### Given data
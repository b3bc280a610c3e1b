//! Testing utilities for commit failure paths
//!
//! - **FaultyStore**: wraps any [`Storage`] and fails `apply` at chosen
//!   injection points, so callers can check that a failing commit still
//!   releases its lock and leaves committed state untouched.
//!
//! # Example
//!
//! ```ignore
//! use strata_storage::{MemoryStore, testing::{FaultyStore, FaultPlan}};
//!
//! let store = FaultyStore::new(MemoryStore::new(), FaultPlan::FailNext(1));
//! // the next commit returns StrataError::Storage
//! ```

use parking_lot::Mutex;
use std::sync::atomic::{AtomicU64, Ordering};
use strata_core::traits::Storage;
use strata_core::{Stock, StockId, StrataError, StrataResult, VersionedStock};

/// When the wrapped store should fail
#[derive(Debug, Clone, Copy, PartialEq, Eq)]
pub enum FaultPlan {
    /// Never fail (baseline)
    Never,
    /// Fail the next `n` commits, then behave normally
    FailNext(u64),
    /// Fail every commit
    Always,
}

/// Storage wrapper with injectable commit failures
#[derive(Debug)]
pub struct FaultyStore<S: Storage> {
    inner: S,
    plan: Mutex<FaultPlan>,
    injected: AtomicU64,
}

impl<S: Storage> FaultyStore<S> {
    /// Wrap `inner` with the given plan
    pub fn new(inner: S, plan: FaultPlan) -> Self {
        Self {
            inner,
            plan: Mutex::new(plan),
            injected: AtomicU64::new(0),
        }
    }

    /// Replace the plan
    pub fn set_plan(&self, plan: FaultPlan) {
        *self.plan.lock() = plan;
    }

    /// Number of failures injected so far
    pub fn injected_failures(&self) -> u64 {
        self.injected.load(Ordering::Relaxed)
    }

    /// Wrapped store
    pub fn inner(&self) -> &S {
        &self.inner
    }

    fn should_fail(&self) -> bool {
        let mut plan = self.plan.lock();
        match *plan {
            FaultPlan::Never => false,
            FaultPlan::Always => true,
            FaultPlan::FailNext(0) => false,
            FaultPlan::FailNext(n) => {
                *plan = FaultPlan::FailNext(n - 1);
                true
            }
        }
    }
}

impl<S: Storage> Storage for FaultyStore<S> {
    fn get(&self, id: StockId) -> StrataResult<Option<VersionedStock>> {
        self.inner.get(id)
    }

    fn apply(&self, writes: &[Stock], commit_version: u64) -> StrataResult<()> {
        if self.should_fail() {
            self.injected.fetch_add(1, Ordering::Relaxed);
            return Err(StrataError::storage(format!(
                "injected failure at commit version {}",
                commit_version
            )));
        }
        self.inner.apply(writes, commit_version)
    }

    fn current_version(&self) -> u64 {
        self.inner.current_version()
    }
}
######
> [The problem]:
Retype only the lines above between the line with "self.injected.load(Ordering::Relaxed)" and the line with "FaultPlan::FailNext(n - 1);", counting those two lines as well, and keep every character as it is.

> [Exercise result]:
        self.injected.load(Ordering::Relaxed)
    }

    /// Wrapped store
    pub fn inner(&self) -> &S {
        &self.inner
    }

    fn should_fail(&self) -> bool {
        let mut plan = self.plan.lock();
        match *plan {
            FaultPlan::Never => false,
            FaultPlan::Always => true,
            FaultPlan::FailNext(0) => false,
            FaultPlan::FailNext(n) => {
                *plan = FaultPlan::FailNext(n - 1);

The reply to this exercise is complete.